Et la réponse est non, les simulations ne sont pas vraiment fiables. Non pas parce qu'elles exagèrent ou caricaturent la réponse des plantes au réchauffement mais parce qu'elles... la sous-estiment. En réalité, la floraison et la feuillaison sont et seront nettement plus précoces que ce que les expériences ont prévu. Pour le déterminer, les chercheurs ont comparé les résultats de ces dernières avec les relevés que des botanistes ont effectués dans de nombreux sites d'Amérique du Nord et d'Europe. Il s'agit d'observationsrechauffement plante2 consacrées à la phénologie de plus de 1 500 espèces de plantes, c'est-à-dire à l'étude de leurs phases saisonnières et notamment des dates de floraison, feuillaison, fructification, etc. Plusieurs séries de données remontent au XIXe siècle et la plus vieille, qui a pour théâtre le centre de l'Angleterre, porte sur la période 1739-1810. Qu'elles soient anciennes ou non, ces mesures au long cours permettent d'évaluer la réponse des plantes aux variations interannuelles de température. Evidemment, les séries les plus récentes offrent l'occasion de constater la manière dont les plantes en question ont déjà réagi au réchauffement climatique. L'analyse de toutes ces données a montré qu'en moyenne, une hausse de température de 1°C se traduit par une floraison et une feuillaison plus précoces de cinq jours, soit, dans les deux cas, nettement plus que ce que disaient les expériences.

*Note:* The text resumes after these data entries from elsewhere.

//! User management. Admin only.

use axum::extract::{Path, State};
use niaga_core::User;
use niaga_db::repository::user::NewUser;
use serde::Deserialize;
use tracing::info;

use crate::auth::AdminUser;
use crate::error::{ApiError, ApiResult};
use crate::handlers::found;
use crate::response::{ApiJson, ApiResponse};
use crate::SharedState;

/// Partial update: reset a password and/or enable or disable the account.
#[derive(Debug, Deserialize)]
pub struct UserUpdate {
    #[serde(default)]
    pub password: Option<String>,
    #[serde(default)]
    pub is_active: Option<bool>,
}

pub async fn list(
    State(state): State<SharedState>,
    _admin: AdminUser,
) -> ApiResult<ApiResponse<Vec<User>>> {
    Ok(ApiResponse::ok(state.db.users().list().await?))
}

pub async fn create(
    State(state): State<SharedState>,
    _admin: AdminUser,
    ApiJson(input): ApiJson<NewUser>,
) -> ApiResult<ApiResponse<User>> {
    Ok(ApiResponse::created(state.db.users().create(&input).await?))
}

pub async fn update(
    State(state): State<SharedState>,
    AdminUser(admin): AdminUser,
    Path(id): Path<String>,
    ApiJson(input): ApiJson<UserUpdate>,
) -> ApiResult<ApiResponse<User>> {
    if input.is_active == Some(false) && id == admin.id() {
        return Err(ApiError::BadRequest(
            "Tidak dapat menonaktifkan akun sendiri".to_string(),
        ));
    }

    let users = state.db.users();
    if let Some(password) = &input.password {
        users.change_password(&id, password).await?;
        info!(user_id = %id, by = %admin.id(), "Password reset by admin");
    }
    if let Some(active) = input.is_active {
        users.set_active(&id, active).await?;
        info!(user_id = %id, active, by = %admin.id(), "User activation changed");
    }

    let user = found(users.get_by_id(&id).await?, "User", &id)?;
    Ok(ApiResponse::ok(user))
}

Selon les auteurs de l'étude, la cause de cette différence est probablement à chercher dans les protocoles expérimentaux eux-mêmes. Augmenter artificiellement la température d'un petit bout de terrain présente des effets secondaires : les dispositifs employés (abris, lampes à infra-rouges, câbles chauffants...) risquent d'avoir des conséquences indésirables comme la diminution de la lumière reçue ou un assèchement du sol, ce qui peut ralentir le développement des plantes. Les "chambres de réchauffement" peuvent aussi ne pas restituer correctement les variations quotidiennes ou saisonnières de température auxquelles les plantes sont sensibles. Il est également possible que lesdites chambres confèrent moins d'énergie que prévu aux plantes, en raison du vent par exemple. Enfin, même si elles durent quelques années, ces expériences n'offrent pas forcément un recul suffisant pour saisir des changements en profondeur, comme des variations génétiques des plantes ou des modifications de la composition des écosystèmes.

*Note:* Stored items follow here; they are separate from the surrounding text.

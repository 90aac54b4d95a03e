//! # Karyawan Repository
//!
//! Employees. A sale may name the sales karyawan who closed it; an expense
//! may name the karyawan it was paid to.

use chrono::Utc;
use niaga_core::validation::{validate_nama, validate_optional_text};
use niaga_core::{Jabatan, Karyawan};
use serde::Deserialize;
use sqlx::SqlitePool;
use tracing::info;

use super::{generate_id, ListFilter};
use crate::error::{DbError, DbResult};

const COLUMNS: &str = "id, nama, jabatan, telepon, is_active, created_at, updated_at";

#[derive(Debug, Clone, Deserialize)]
pub struct NewKaryawan {
    pub nama: String,
    pub jabatan: Jabatan,
    #[serde(default)]
    pub telepon: Option<String>,
}

impl NewKaryawan {
    fn validate(&self) -> DbResult<()> {
        validate_nama(&self.nama)?;
        validate_optional_text("telepon", self.telepon.as_deref(), 30)?;
        Ok(())
    }
}

#[derive(Debug, Clone)]
pub struct KaryawanRepository {
    pool: SqlitePool,
}

impl KaryawanRepository {
    pub fn new(pool: SqlitePool) -> Self {
        KaryawanRepository { pool }
    }

    pub async fn list(&self, filter: &ListFilter) -> DbResult<Vec<Karyawan>> {
        let sql = format!(
            r#"
            SELECT {COLUMNS}
            FROM karyawan
            WHERE nama LIKE ?1 ESCAPE '\' AND is_active = ?2
            ORDER BY nama
            LIMIT ?3 OFFSET ?4
            "#
        );

        let rows = sqlx::query_as::<_, Karyawan>(&sql)
            .bind(filter.pattern()?)
            .bind(filter.is_active())
            .bind(filter.limit())
            .bind(filter.offset())
            .fetch_all(&self.pool)
            .await?;
        Ok(rows)
    }

    pub async fn get_by_id(&self, id: &str) -> DbResult<Option<Karyawan>> {
        let sql = format!("SELECT {COLUMNS} FROM karyawan WHERE id = ?1");
        let row = sqlx::query_as::<_, Karyawan>(&sql)
            .bind(id)
            .fetch_optional(&self.pool)
            .await?;
        Ok(row)
    }

    pub async fn create(&self, input: &NewKaryawan) -> DbResult<Karyawan> {
        input.validate()?;

        let id = generate_id();
        sqlx::query(
            r#"
            INSERT INTO karyawan (id, nama, jabatan, telepon, is_active, created_at, updated_at)
            VALUES (?1, ?2, ?3, ?4, 1, ?5, ?5)
            "#,
        )
        .bind(&id)
        .bind(input.nama.trim())
        .bind(input.jabatan)
        .bind(&input.telepon)
        .bind(Utc::now())
        .execute(&self.pool)
        .await?;

        info!(id = %id, jabatan = ?input.jabatan, "Karyawan created");
        self.get_by_id(&id)
            .await?
            .ok_or_else(|| DbError::not_found("Karyawan", &id))
    }

    pub async fn update(&self, id: &str, input: &NewKaryawan) -> DbResult<Karyawan> {
        input.validate()?;

        let result = sqlx::query(
            "UPDATE karyawan SET nama = ?2, jabatan = ?3, telepon = ?4, updated_at = ?5 WHERE id = ?1",
        )
        .bind(id)
        .bind(input.nama.trim())
        .bind(input.jabatan)
        .bind(&input.telepon)
        .bind(Utc::now())
        .execute(&self.pool)
        .await?;

        if result.rows_affected() == 0 {
            return Err(DbError::not_found("Karyawan", id));
        }

        self.get_by_id(id)
            .await?
            .ok_or_else(|| DbError::not_found("Karyawan", id))
    }

    pub async fn deactivate(&self, id: &str) -> DbResult<()> {
        let result =
            sqlx::query("UPDATE karyawan SET is_active = 0, updated_at = ?2 WHERE id = ?1")
                .bind(id)
                .bind(Utc::now())
                .execute(&self.pool)
                .await?;

        if result.rows_affected() == 0 {
            return Err(DbError::not_found("Karyawan", id));
        }
        Ok(())
    }
}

Pour le climatologue Benjamin Cook (NASA Goddard Institute for Space Studies /Lamont-Doherty Earth Observatory), co-auteur de l'étude, "ces résultats sont importants parce que nous nous reposons beaucoup sur ces expériences pour prédire ce qui arrivera aux écosystèmes dans le futur". Il faut donc désormais comprendre pourquoi ils sous-estiment la réponse des plantes à la hausse des températures et mettre au point des protocoles plus fiables. L'article de Nature vient aussi rappeler que les végétaux sont très réactifs à leur environnement. Si, comme le disent plusieurs modèles, le réchauffement climatique dépasse les 2°C à la fin du siècle, cela signifiera un décalage de floraison et de feuillaison de plus de dix jours. Il n'est pas sûr que les pollinisateurs ainsi que tous les animaux qui vivent des productions végétales parviennent à suivre le rythme. Par ailleurs, la réaction des plantes n'est pas que temporelle, elle est aussi spatiale. Les plantes remontent. En latitude et en altitude, à la recherche des conditions climatiques auxquelles elles sont "habituées". Mais celles-ci sont loin d'exister partout. Une autre étude internationale, parue ce dimanche 6 mai dans Nature Climate Change, estime que la flore alpine verra son habitat réduit de moitié à la fin du siècle.